Temizlik başladı Temizlik başladı

Erzincan’ın İliç ilçesindeki Altın madeninde meydana gelen ve 9 yurttaşımızın toprak altında kaldığı facia ile ilgili olarak Jeoloji Yüksek Mühendisi Ali Baltaş yaptığı açıklamada, “Altını aşırı talep eden insanoğlu aslında kendine zarar veriyor” dedi.
İŞTE O AÇIKLAMA: 
Günümüzde zorunlu gereksinmelerin dışında takı, tasarruf aracı gibi insanlar tarafından yapay nedenlerle altın madenciliği yaygın olarak sürdürülmektedir. Altın madenciliğinde en yüksek karlılığı sağlamak için de doğal çevreye geri dönüşü olmayan zararlar veren siyanür kullanılmaktadır. Söz konusu üretim yönteminde belirli bir tenörün üzerinde altın içeren kayaçlar kazıldıktan sonra siyanür havuzlarına dökülerek çevre kayaçlardan ayrılırlar. 
Günümüzde dünyada bir yılda üretilen 3000 tondan fazla altının yüzde 90’ı siyanürle üretilmektedir. Altın elde edildikten sonra kalan siyanürlü pasa; akarak su kaynaklarına karışabilmekte, tozarak hava kalitesini olumsuz yönde etkileyebilmekte, dağaya karışarak da yaban hayatı, toprak kalitesini ve iklimi olumsuz etkileyebilmektedir. Böylece siyanürle altın madenciliği ile doğrudan ekosisteme zarar vermenin yanı sıra iklim üzerinde de olumsuz etkiler de meydana gelebilmektedir. Çünkü çok uluslu şirketler çoğu zaman üretim sürecini tamamlamadan ürettikleri altının çok büyük bir kısmını alıp gitmekte, geriye tahrip edilmiş bir arazi, suyu kirletilmiş ve ağaçları yok edilmiş bir doğa, ağır metaller ve siyanür başta olmak üzere kimyasallarla kirletilmiş topraklar bırakmaktadırlar.
Madencilik ve ilgili endüstriler bir ülkenin sosyo-ekonomik kalkınması için gereklidir.
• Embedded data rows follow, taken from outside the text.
use crate::{animation::ease::Ease, scene::model::AnimationId};

/// Delay between the entrances of consecutive words, in milliseconds.
pub const WORD_STAGGER_MS: f64 = 250.0;

/// Interpolation contract for animated values.
pub trait Lerp: Sized {
    /// Interpolate from `a` to `b` with normalized factor `t` (may overshoot `[0, 1]`).
    fn lerp(a: &Self, b: &Self, t: f64) -> Self;
}

impl Lerp for f64 {
    fn lerp(a: &Self, b: &Self, t: f64) -> Self {
        a + (b - a) * t
    }
}

/// Visual state of one word at one instant of its entrance.
#[derive(Clone, Copy, Debug, PartialEq, serde::Serialize)]
pub struct EntranceSample {
    /// Opacity in `[0, 1]`.
    pub opacity: f64,
    /// Scale multiplier on top of the resolved word scale.
    pub scale: f64,
    /// Vertical translation in pixels.
    pub translate_y: f64,
    /// Extra rotation in degrees.
    pub rotation_deg: f64,
    /// Gaussian blur radius in pixels.
    pub blur_px: f64,
}

impl EntranceSample {
    /// Fully visible, untransformed.
    pub const REST: Self = Self {
        opacity: 1.0,
        scale: 1.0,
        translate_y: 0.0,
        rotation_deg: 0.0,
        blur_px: 0.0,
    };

    /// Whether the word is drawn at all.
    pub fn is_visible(&self) -> bool {
        self.opacity > 0.0
    }
}

impl Lerp for EntranceSample {
    fn lerp(a: &Self, b: &Self, t: f64) -> Self {
        Self {
            opacity: f64::lerp(&a.opacity, &b.opacity, t).clamp(0.0, 1.0),
            scale: f64::lerp(&a.scale, &b.scale, t),
            translate_y: f64::lerp(&a.translate_y, &b.translate_y, t),
            rotation_deg: f64::lerp(&a.rotation_deg, &b.rotation_deg, t),
            blur_px: f64::lerp(&a.blur_px, &b.blur_px, t).max(0.0),
        }
    }
}

#[derive(Clone, Copy, Debug)]
struct Key {
    /// Normalized offset within the animation.
    at: f64,
    value: EntranceSample,
}

const fn key(at: f64, value: EntranceSample) -> Key {
    Key { at, value }
}

const fn pose(
    opacity: f64,
    scale: f64,
    translate_y: f64,
    rotation_deg: f64,
    blur_px: f64,
) -> EntranceSample {
    EntranceSample {
        opacity,
        scale,
        translate_y,
        rotation_deg,
        blur_px,
    }
}

/// A fixed entrance curve: sorted keys, eased per segment.
#[derive(Clone, Copy, Debug)]
pub struct Entrance {
    duration_ms: f64,
    ease: Ease,
    keys: &'static [Key],
}

const STOMP_KEYS: &[Key] = &[
    key(0.0, pose(0.0, 3.0, 0.0, 0.0, 0.0)),
    key(0.4, EntranceSample::REST),
    key(1.0, EntranceSample::REST),
];
const SLIDE_UP_KEYS: &[Key] = &[
    key(0.0, pose(0.0, 1.0, 50.0, 0.0, 0.0)),
    key(1.0, EntranceSample::REST),
];
const POP_IN_KEYS: &[Key] = &[
    key(0.0, pose(0.0, 0.0, 0.0, 0.0, 0.0)),
    key(0.8, pose(1.0, 1.2, 0.0, 0.0, 0.0)),
    key(1.0, EntranceSample::REST),
];
const ROTATE_IN_KEYS: &[Key] = &[
    key(0.0, pose(0.0, 0.5, 0.0, -90.0, 0.0)),
    key(1.0, EntranceSample::REST),
];
const BLUR_IN_KEYS: &[Key] = &[
    key(0.0, pose(0.0, 1.5, 0.0, 0.0, 20.0)),
    key(1.0, EntranceSample::REST),
];

impl Entrance {
    /// Curve for an animation id.
    pub fn of(id: AnimationId) -> Self {
        match id {
            AnimationId::Stomp => Self {
                duration_ms: 400.0,
                ease: Ease::CubicBezier {
                    x1: 0.1,
                    y1: 0.9,
                    x2: 0.2,
                    y2: 1.0,
                },
                keys: STOMP_KEYS,
            },
            AnimationId::SlideUp => Self {
                duration_ms: 400.0,
                ease: Ease::EASE_OUT,
                keys: SLIDE_UP_KEYS,
            },
            AnimationId::PopIn => Self {
                duration_ms: 400.0,
                ease: Ease::CubicBezier {
                    x1: 0.17,
                    y1: 0.67,
                    x2: 0.83,
                    y2: 0.67,
                },
                keys: POP_IN_KEYS,
            },
            AnimationId::RotateIn => Self {
                duration_ms: 500.0,
                ease: Ease::EASE_OUT,
                keys: ROTATE_IN_KEYS,
            },
            AnimationId::BlurIn => Self {
                duration_ms: 500.0,
                ease: Ease::EASE_OUT,
                keys: BLUR_IN_KEYS,
            },
        }
    }

    /// Length of one word's entrance.
    pub fn duration_ms(&self) -> f64 {
        self.duration_ms
    }

    /// Timing curve applied within each key segment.
    pub fn ease(&self) -> Ease {
        self.ease
    }

    /// Value at normalized progress `t`; holds the last key after the end.
    fn at(&self, t: f64) -> EntranceSample {
        let idx = self.keys.partition_point(|k| k.at <= t);
        if idx == 0 {
            return self.keys[0].value;
        }
        if idx >= self.keys.len() {
            return self.keys[self.keys.len() - 1].value;
        }
        let a = &self.keys[idx - 1];
        let b = &self.keys[idx];
        let span = b.at - a.at;
        if span <= 0.0 {
            return a.value;
        }
        let te = self.ease.apply((t - a.at) / span);
        EntranceSample::lerp(&a.value, &b.value, te)
    }

    /// Sample the entrance of the word at `word_index`, `local_ms` after the scene became active.
    ///
    /// Before the word's stagger delay it is hidden; after its entrance it rests.
    pub fn sample(&self, word_index: usize, local_ms: f64) -> EntranceSample {
        let since = local_ms - word_delay_ms(word_index);
        if since < 0.0 || since.is_nan() {
            return EntranceSample {
                opacity: 0.0,
                ..self.keys[0].value
            };
        }
        self.at(since / self.duration_ms)
    }

    /// Time at which the word at `word_index` reaches rest.
    pub fn settled_at_ms(&self, word_index: usize) -> f64 {
        word_delay_ms(word_index) + self.duration_ms
    }
}

/// Entrance delay of the word at `index`.
pub fn word_delay_ms(index: usize) -> f64 {
    index as f64 * WORD_STAGGER_MS
}

/// Sample `animation` for one word.
pub fn sample(animation: AnimationId, word_index: usize, local_ms: f64) -> EntranceSample {
    Entrance::of(animation).sample(word_index, local_ms)
}

#[cfg(test)]
#[path = "../../tests/unit/animation/entrance.rs"]
mod tests;
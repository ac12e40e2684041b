use std::{
    io::Write as _,
    path::{Path, PathBuf},
};

use anyhow::Context as _;
use clap::{Parser, Subcommand};

#[derive(Parser, Debug)]
#[command(name = "reelkit", version)]
struct Cli {
    #[command(subcommand)]
    cmd: Command,
}

#[derive(Subcommand, Debug)]
enum Command {
    /// Load and validate a storyboard.
    Check(CheckArgs),
    /// Simulate a playback session and print one JSON tick per frame.
    Preview(PreviewArgs),
    /// Print per-character curve offsets for a word as JSON.
    Curve(CurveArgs),
}

#[derive(Parser, Debug)]
struct CheckArgs {
    /// Input storyboard JSON.
    #[arg(long = "in")]
    in_path: PathBuf,
}

#[derive(Parser, Debug)]
struct PreviewArgs {
    /// Input storyboard JSON.
    #[arg(long = "in")]
    in_path: PathBuf,

    /// Simulated host frame rate.
    #[arg(long, default_value_t = 30.0)]
    fps: f64,

    /// Override the hold time after the last scene.
    #[arg(long)]
    end_buffer_ms: Option<f64>,
}

#[derive(Parser, Debug)]
struct CurveArgs {
    /// Word to curve.
    #[arg(long)]
    word: String,

    /// Curve amount; negative values bend the other way.
    #[arg(long, allow_hyphen_values = true)]
    amount: f64,
}

fn main() -> anyhow::Result<()> {
    tracing_subscriber::fmt()
        .with_env_filter(
            tracing_subscriber::EnvFilter::try_from_default_env()
                .unwrap_or_else(|_| tracing_subscriber::EnvFilter::new("warn")),
        )
        .with_writer(std::io::stderr)
        .init();

    let cli = Cli::parse();
    match cli.cmd {
        Command::Check(args) => cmd_check(args),
        Command::Preview(args) => cmd_preview(args),
        Command::Curve(args) => cmd_curve(args),
    }
}

fn read_storyboard(path: &Path) -> anyhow::Result<reelkit::Storyboard> {
    let board = reelkit::Storyboard::from_path(path)
        .with_context(|| format!("load storyboard '{}'", path.display()))?;
    board.validate()?;
    Ok(board)
}

fn cmd_check(args: CheckArgs) -> anyhow::Result<()> {
    let board = read_storyboard(&args.in_path)?;
    let total = reelkit::total_duration_s(&board.scenes);
    println!("scenes: {}", board.scenes.len());
    println!("total_duration_s: {total}");
    Ok(())
}

fn cmd_preview(args: PreviewArgs) -> anyhow::Result<()> {
    if !args.fps.is_finite() || args.fps <= 0.0 {
        anyhow::bail!("fps must be finite and > 0");
    }
    let mut board = read_storyboard(&args.in_path)?;
    if let Some(ms) = args.end_buffer_ms {
        board.config.playback.end_buffer_ms = ms;
    }

    let mut editor = reelkit::Editor::from_storyboard(board, reelkit::ManualFrameHost::new())?;
    let frame_ms = 1000.0 / args.fps;

    let stdout = std::io::stdout();
    let mut out = stdout.lock();
    let mut emit = |tick: &reelkit::Tick| -> anyhow::Result<()> {
        serde_json::to_writer(&mut out, tick).context("serialize tick")?;
        writeln!(out).context("write tick")?;
        Ok(())
    };

    let Some(first) = editor.start_playback(0.0) else {
        anyhow::bail!("storyboard has nothing to play");
    };
    emit(&first)?;

    let mut frame = 0u64;
    loop {
        let pending = editor.host_mut().take_pending();
        let Some(&request) = pending.first() else {
            break;
        };
        frame += 1;
        let Some(tick) = editor.on_frame(request, frame as f64 * frame_ms) else {
            break;
        };
        emit(&tick)?;
        if tick.finished {
            break;
        }
    }

    tracing::info!(frames = frame, "preview finished");
    Ok(())
}

fn cmd_curve(args: CurveArgs) -> anyhow::Result<()> {
    let offsets = reelkit::curve(&args.word, args.amount);
    let json = serde_json::to_string_pretty(offsets.as_slice()).context("serialize offsets")?;
    println!("{json}");
    Ok(())
}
Ancak altın madenleri özelinde baktığımızda; zorunlu gereksinmelerin dışında takı, tasarruf aracı gibi insanlar tarafından yapay nedenlerle aşırı talep oluşturularak yapılması çevre üzerindeki çok uzun yıllar sürecek olumsuz etkiler oluşturmaktadır. İnsanoğlu, hayati bir gereksiniminin olmadığı altını mücevher ve yatırım aracı gibi yapay nedenlerle talep ederek doğaya, çevreye ve dolayısıyla aslında kendine zarar vermektedir.
Madenler milyonlarca yılda yerkabuğunda oluşmuş ve bir daha yerine konulamayan ulusal değerlerimizdir. Kamu eliyle, gerektiği kadar ve tüm çevresel önlemler alınarak üretilmelidirler.